• Material for this task:
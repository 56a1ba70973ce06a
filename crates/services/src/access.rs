//! Customer-data access control.
//!
//! Staff reads of another customer's cart or order history go through this
//! guard. An absent cart or empty history is a valid result, distinct from
//! an authorization failure.

use chrono::Duration;
use common::UserId;
use domain::{Order, Role, ShoppingCart, User};
use store::{CartStore, OrderStore, UserStore};

use crate::error::{Result, ServiceError};

/// Roles allowed to read another customer's cart and order history.
const CUSTOMER_DATA_ROLES: &[Role] = &[Role::Administrator, Role::CustomerService];

/// Authorizes cross-customer reads of cart and order data.
pub struct CustomerDataAccess<U, C, O>
where
    U: UserStore,
    C: CartStore,
    O: OrderStore,
{
    users: U,
    carts: C,
    orders: O,
}

impl<U, C, O> CustomerDataAccess<U, C, O>
where
    U: UserStore,
    C: CartStore,
    O: OrderStore,
{
    /// Creates a new access guard.
    pub fn new(users: U, carts: C, orders: O) -> Self {
        Self {
            users,
            carts,
            orders,
        }
    }

    /// Returns a customer's cart, if they have one.
    #[tracing::instrument(skip(self))]
    pub async fn get_customer_cart(
        &self,
        acting_user_id: UserId,
        target_user_id: UserId,
    ) -> Result<Option<ShoppingCart>> {
        self.authorize(acting_user_id, CUSTOMER_DATA_ROLES, "view customer carts")
            .await?;
        Ok(self.carts.get_by_user_id(target_user_id).await?)
    }

    /// Returns a customer's full order history, unordered and unpaginated.
    #[tracing::instrument(skip(self))]
    pub async fn get_customer_order_history(
        &self,
        acting_user_id: UserId,
        target_user_id: UserId,
    ) -> Result<Vec<Order>> {
        self.authorize(acting_user_id, CUSTOMER_DATA_ROLES, "view customer orders")
            .await?;
        Ok(self.orders.get_by_user_id(target_user_id).await?)
    }

    /// Returns all orders created within the given window before now.
    ///
    /// Administrator-only reporting query.
    #[tracing::instrument(skip(self))]
    pub async fn get_recent_orders(
        &self,
        acting_user_id: UserId,
        window: Duration,
    ) -> Result<Vec<Order>> {
        self.authorize(acting_user_id, &[Role::Administrator], "view recent orders")
            .await?;
        Ok(self.orders.get_recent(window).await?)
    }

    /// Loads the acting user and checks role membership.
    ///
    /// A missing user and a missing role are the same failure to the caller.
    async fn authorize(
        &self,
        acting_user_id: UserId,
        required: &[Role],
        action: &'static str,
    ) -> Result<User> {
        self.users
            .get_by_id(acting_user_id)
            .await?
            .filter(|user| user.has_any_role(required))
            .ok_or(ServiceError::Unauthorized {
                user_id: acting_user_id,
                action,
            })
    }
}

#[cfg(test)]
mod tests {
    use super::*;
    use common::Money;
    use store::{InMemoryCartStore, InMemoryOrderStore, InMemoryUserStore};

    struct Fixture {
        access: CustomerDataAccess<InMemoryUserStore, InMemoryCartStore, InMemoryOrderStore>,
        users: InMemoryUserStore,
        carts: InMemoryCartStore,
        orders: InMemoryOrderStore,
    }

    async fn setup() -> Fixture {
        let users = InMemoryUserStore::new();
        let carts = InMemoryCartStore::new();
        let orders = InMemoryOrderStore::new();
        let access = CustomerDataAccess::new(users.clone(), carts.clone(), orders.clone());
        Fixture {
            access,
            users,
            carts,
            orders,
        }
    }

    async fn user_with(users: &InMemoryUserStore, roles: &[Role]) -> UserId {
        let user = User::with_roles(
            UserId::new(),
            "staff",
            "staff@example.com",
            "Staff Member",
            roles.iter().copied(),
        );
        let id = user.id;
        users.insert(user).await;
        id
    }

    #[tokio::test]
    async fn customer_service_can_view_cart() {
        let f = setup().await;
        let agent = user_with(&f.users, &[Role::CustomerService]).await;
        let target = UserId::new();

        let mut cart = ShoppingCart::new(target);
        cart.add_item("SKU-001", "Widget", Money::from_minor(1000), 1)
            .unwrap();
        f.carts.save(cart).await.unwrap();

        let loaded = f.access.get_customer_cart(agent, target).await.unwrap();
        assert_eq!(loaded.unwrap().item_count(), 1);
    }

    #[tokio::test]
    async fn administrator_can_view_order_history() {
        let f = setup().await;
        let admin = user_with(&f.users, &[Role::Administrator]).await;
        let target = UserId::new();
        f.orders
            .create(Order::new(target, vec![], Money::zero()))
            .await
            .unwrap();

        let history = f
            .access
            .get_customer_order_history(admin, target)
            .await
            .unwrap();
        assert_eq!(history.len(), 1);
    }

    #[tokio::test]
    async fn absent_cart_is_none_not_an_error() {
        let f = setup().await;
        let agent = user_with(&f.users, &[Role::CustomerService]).await;

        let loaded = f
            .access
            .get_customer_cart(agent, UserId::new())
            .await
            .unwrap();
        assert!(loaded.is_none());
    }

    #[tokio::test]
    async fn regular_customer_is_rejected_even_when_data_exists() {
        let f = setup().await;
        let customer = user_with(&f.users, &[]).await;
        let target = UserId::new();
        f.carts.save(ShoppingCart::new(target)).await.unwrap();

        let err = f
            .access
            .get_customer_cart(customer, target)
            .await
            .unwrap_err();
        assert!(matches!(err, ServiceError::Unauthorized { .. }));

        let err = f
            .access
            .get_customer_order_history(customer, target)
            .await
            .unwrap_err();
        assert!(matches!(err, ServiceError::Unauthorized { .. }));
    }

    #[tokio::test]
    async fn unknown_acting_user_is_rejected() {
        let f = setup().await;
        let err = f
            .access
            .get_customer_cart(UserId::new(), UserId::new())
            .await
            .unwrap_err();
        assert!(matches!(err, ServiceError::Unauthorized { .. }));
    }

    #[tokio::test]
    async fn recent_orders_requires_administrator() {
        let f = setup().await;
        let agent = user_with(&f.users, &[Role::CustomerService]).await;
        let admin = user_with(&f.users, &[Role::Administrator]).await;
        f.orders
            .create(Order::new(UserId::new(), vec![], Money::zero()))
            .await
            .unwrap();

        let err = f
            .access
            .get_recent_orders(agent, Duration::hours(24))
            .await
            .unwrap_err();
        assert!(matches!(err, ServiceError::Unauthorized { .. }));

        let recent = f
            .access
            .get_recent_orders(admin, Duration::hours(24))
            .await
            .unwrap();
        assert_eq!(recent.len(), 1);
    }
}
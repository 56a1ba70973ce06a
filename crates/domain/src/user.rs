//! Users and roles.

use std::collections::HashSet;

use common::UserId;
use serde::{Deserialize, Serialize};

/// Staff roles.
///
/// A regular customer holds no role at all; authorization checks are
/// membership tests over the user's role set.
#[derive(Debug, Clone, Copy, PartialEq, Eq, Hash, Serialize, Deserialize)]
pub enum Role {
    /// Full administrative access, including inventory management.
    Administrator,

    /// Customer-service access to other customers' carts and orders.
    CustomerService,
}

/// A registered user.
#[derive(Debug, Clone, PartialEq, Eq, Serialize, Deserialize)]
pub struct User {
    /// The user identifier.
    pub id: UserId,

    /// Login name.
    pub username: String,

    /// Contact email.
    pub email: String,

    /// Display name.
    pub full_name: String,

    roles: HashSet<Role>,
}

impl User {
    /// Creates a user with no roles (a regular customer).
    pub fn new(
        id: UserId,
        username: impl Into<String>,
        email: impl Into<String>,
        full_name: impl Into<String>,
    ) -> Self {
        Self {
            id,
            username: username.into(),
            email: email.into(),
            full_name: full_name.into(),
            roles: HashSet::new(),
        }
    }

    /// Creates a user holding the given roles.
    pub fn with_roles(
        id: UserId,
        username: impl Into<String>,
        email: impl Into<String>,
        full_name: impl Into<String>,
        roles: impl IntoIterator<Item = Role>,
    ) -> Self {
        Self {
            roles: roles.into_iter().collect(),
            ..Self::new(id, username, email, full_name)
        }
    }

    /// Returns the user's roles.
    pub fn roles(&self) -> &HashSet<Role> {
        &self.roles
    }

    /// Returns true if the user holds the given role.
    pub fn has_role(&self, role: Role) -> bool {
        self.roles.contains(&role)
    }

    /// Returns true if the user holds any of the given roles.
    pub fn has_any_role(&self, required: &[Role]) -> bool {
        required.iter().any(|r| self.roles.contains(r))
    }

    /// Grants a role to the user.
    pub fn grant_role(&mut self, role: Role) {
        self.roles.insert(role);
    }
}
//! Store error types.

use common::OrderId;
use thiserror::Error;

/// Errors that can occur during storage operations.
///
/// "Row absent" is not an error here: lookups return `Option`/empty results
/// and the caller decides whether absence is meaningful. These variants
/// cover genuine storage faults.
#[derive(Debug, Error)]
pub enum StoreError {
    /// The storage backend failed (connection loss, constraint violation, ...).
    #[error("Storage backend error: {0}")]
    Backend(String),

    /// An update was issued for an order that was never created.
    #[error("Cannot update unknown order: {0}")]
    UnknownOrder(OrderId),
}
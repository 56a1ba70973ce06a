//! Cart total calculation.

use common::Money;
use domain::ShoppingCart;
use rust_decimal::Decimal;

/// Sales tax rate applied to every checkout total (8%).
///
/// A fixed constant of this core, not configuration.
pub const TAX_RATE: Decimal = Decimal::from_parts(8, 0, 0, false, 2);

/// Returns the untaxed sum of the cart's line totals.
pub fn subtotal(cart: &ShoppingCart) -> Money {
    cart.items().iter().map(|item| item.line_total()).sum()
}

/// Returns the taxed total for a cart.
///
/// `subtotal × (1 + TAX_RATE)`, computed over exact decimals with no
/// intermediate rounding. An absent cart contributes a zero subtotal.
pub fn cart_total(cart: Option<&ShoppingCart>) -> Money {
    let subtotal = cart.map(subtotal).unwrap_or_else(Money::zero);
    subtotal.scale(Decimal::ONE + TAX_RATE)
}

• Task requirements: Extract from the data every line where "update" shows up.

• Written response:
    /// An update was issued for an order that was never created.
    #[error("Cannot update unknown order: {0}")]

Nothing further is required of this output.